• _WORK TO COMPLETE_: Take each line in the entries below that holds "crate" and show it.

THE DATA below:

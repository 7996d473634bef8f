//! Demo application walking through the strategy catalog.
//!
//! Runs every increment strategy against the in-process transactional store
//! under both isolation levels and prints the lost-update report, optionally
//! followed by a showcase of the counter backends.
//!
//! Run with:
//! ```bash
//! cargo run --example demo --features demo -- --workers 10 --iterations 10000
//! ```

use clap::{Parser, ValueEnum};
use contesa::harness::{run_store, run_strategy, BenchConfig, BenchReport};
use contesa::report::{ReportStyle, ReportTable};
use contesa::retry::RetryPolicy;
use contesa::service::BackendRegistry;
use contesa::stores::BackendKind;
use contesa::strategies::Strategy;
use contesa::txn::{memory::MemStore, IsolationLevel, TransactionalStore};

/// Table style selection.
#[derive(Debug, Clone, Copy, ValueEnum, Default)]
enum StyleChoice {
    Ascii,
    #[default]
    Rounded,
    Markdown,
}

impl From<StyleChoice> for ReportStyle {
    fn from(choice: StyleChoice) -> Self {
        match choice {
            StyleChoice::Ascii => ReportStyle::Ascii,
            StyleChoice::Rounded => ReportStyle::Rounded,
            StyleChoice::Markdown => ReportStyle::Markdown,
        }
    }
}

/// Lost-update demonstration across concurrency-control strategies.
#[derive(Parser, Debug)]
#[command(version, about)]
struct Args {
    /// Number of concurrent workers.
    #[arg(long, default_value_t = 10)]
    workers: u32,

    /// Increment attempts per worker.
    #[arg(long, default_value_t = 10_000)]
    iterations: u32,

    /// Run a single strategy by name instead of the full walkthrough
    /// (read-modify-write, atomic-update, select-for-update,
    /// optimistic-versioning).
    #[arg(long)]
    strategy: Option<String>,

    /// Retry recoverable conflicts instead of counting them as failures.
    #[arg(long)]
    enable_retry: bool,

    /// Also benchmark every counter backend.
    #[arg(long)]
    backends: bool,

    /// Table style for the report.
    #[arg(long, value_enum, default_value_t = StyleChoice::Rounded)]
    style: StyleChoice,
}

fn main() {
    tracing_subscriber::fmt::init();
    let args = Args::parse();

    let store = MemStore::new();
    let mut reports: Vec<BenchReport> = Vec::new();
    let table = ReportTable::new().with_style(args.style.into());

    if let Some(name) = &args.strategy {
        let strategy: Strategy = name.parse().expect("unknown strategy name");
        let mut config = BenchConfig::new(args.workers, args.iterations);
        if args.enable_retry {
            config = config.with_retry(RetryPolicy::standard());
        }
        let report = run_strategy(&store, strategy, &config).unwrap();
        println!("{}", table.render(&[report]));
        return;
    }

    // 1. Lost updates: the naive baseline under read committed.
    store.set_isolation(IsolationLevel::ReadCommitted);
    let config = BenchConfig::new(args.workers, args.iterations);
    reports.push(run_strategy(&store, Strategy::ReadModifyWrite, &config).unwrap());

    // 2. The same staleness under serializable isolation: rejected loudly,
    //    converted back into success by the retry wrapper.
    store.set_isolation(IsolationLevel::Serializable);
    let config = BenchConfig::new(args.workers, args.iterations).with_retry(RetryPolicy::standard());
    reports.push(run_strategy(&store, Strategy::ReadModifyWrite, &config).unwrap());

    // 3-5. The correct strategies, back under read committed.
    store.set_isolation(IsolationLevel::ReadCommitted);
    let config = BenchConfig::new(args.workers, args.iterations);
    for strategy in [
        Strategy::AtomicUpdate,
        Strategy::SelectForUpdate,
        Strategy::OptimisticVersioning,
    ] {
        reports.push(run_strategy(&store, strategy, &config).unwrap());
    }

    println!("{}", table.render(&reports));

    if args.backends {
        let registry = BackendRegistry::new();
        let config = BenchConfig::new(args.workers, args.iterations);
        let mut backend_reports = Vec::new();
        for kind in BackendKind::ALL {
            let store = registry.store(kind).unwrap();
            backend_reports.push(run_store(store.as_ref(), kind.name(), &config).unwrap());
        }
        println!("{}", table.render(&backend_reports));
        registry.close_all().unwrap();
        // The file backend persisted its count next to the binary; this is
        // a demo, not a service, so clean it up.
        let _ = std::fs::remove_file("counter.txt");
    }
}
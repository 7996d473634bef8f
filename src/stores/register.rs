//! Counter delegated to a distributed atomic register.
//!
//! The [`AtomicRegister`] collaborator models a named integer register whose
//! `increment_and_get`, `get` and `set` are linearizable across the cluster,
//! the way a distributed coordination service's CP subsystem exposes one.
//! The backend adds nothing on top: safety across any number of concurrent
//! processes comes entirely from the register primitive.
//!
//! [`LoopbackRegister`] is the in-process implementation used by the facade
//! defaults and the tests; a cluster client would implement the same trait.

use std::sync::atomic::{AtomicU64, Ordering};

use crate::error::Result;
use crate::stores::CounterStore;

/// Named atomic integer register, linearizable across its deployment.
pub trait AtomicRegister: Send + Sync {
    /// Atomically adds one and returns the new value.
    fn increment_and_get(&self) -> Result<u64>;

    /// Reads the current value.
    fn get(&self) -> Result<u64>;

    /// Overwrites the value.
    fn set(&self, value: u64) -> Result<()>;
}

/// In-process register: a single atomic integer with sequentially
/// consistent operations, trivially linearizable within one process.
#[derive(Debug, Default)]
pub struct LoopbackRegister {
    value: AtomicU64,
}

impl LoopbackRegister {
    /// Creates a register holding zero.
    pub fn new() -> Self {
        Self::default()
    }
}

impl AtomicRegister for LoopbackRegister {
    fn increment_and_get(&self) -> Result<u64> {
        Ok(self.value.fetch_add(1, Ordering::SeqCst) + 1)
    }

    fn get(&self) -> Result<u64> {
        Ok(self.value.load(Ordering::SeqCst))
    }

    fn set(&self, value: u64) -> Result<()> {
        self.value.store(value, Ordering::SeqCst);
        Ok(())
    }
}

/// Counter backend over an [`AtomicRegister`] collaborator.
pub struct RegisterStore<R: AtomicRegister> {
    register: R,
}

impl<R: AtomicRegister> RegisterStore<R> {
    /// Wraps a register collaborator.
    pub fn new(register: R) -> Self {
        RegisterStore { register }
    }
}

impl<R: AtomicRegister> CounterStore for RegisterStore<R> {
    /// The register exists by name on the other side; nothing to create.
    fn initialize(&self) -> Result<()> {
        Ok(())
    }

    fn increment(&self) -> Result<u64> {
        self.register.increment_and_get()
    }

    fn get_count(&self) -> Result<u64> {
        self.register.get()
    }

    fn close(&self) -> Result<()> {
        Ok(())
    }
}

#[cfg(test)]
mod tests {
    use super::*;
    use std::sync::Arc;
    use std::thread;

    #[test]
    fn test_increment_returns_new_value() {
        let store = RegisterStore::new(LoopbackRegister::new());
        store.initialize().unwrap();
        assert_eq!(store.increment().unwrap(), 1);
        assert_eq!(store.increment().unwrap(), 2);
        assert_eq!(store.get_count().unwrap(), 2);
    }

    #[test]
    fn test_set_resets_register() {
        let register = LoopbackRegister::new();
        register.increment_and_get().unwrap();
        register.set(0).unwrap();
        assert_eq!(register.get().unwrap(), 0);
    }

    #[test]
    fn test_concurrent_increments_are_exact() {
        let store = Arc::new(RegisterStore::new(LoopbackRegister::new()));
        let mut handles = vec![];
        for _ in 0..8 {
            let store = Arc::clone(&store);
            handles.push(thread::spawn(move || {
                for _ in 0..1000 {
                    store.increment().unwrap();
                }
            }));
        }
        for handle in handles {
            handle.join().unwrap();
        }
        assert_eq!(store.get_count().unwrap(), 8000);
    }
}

End of THE DATA.

• _RESULT BELOW_:
use crate::error::Result;
use crate::stores::CounterStore;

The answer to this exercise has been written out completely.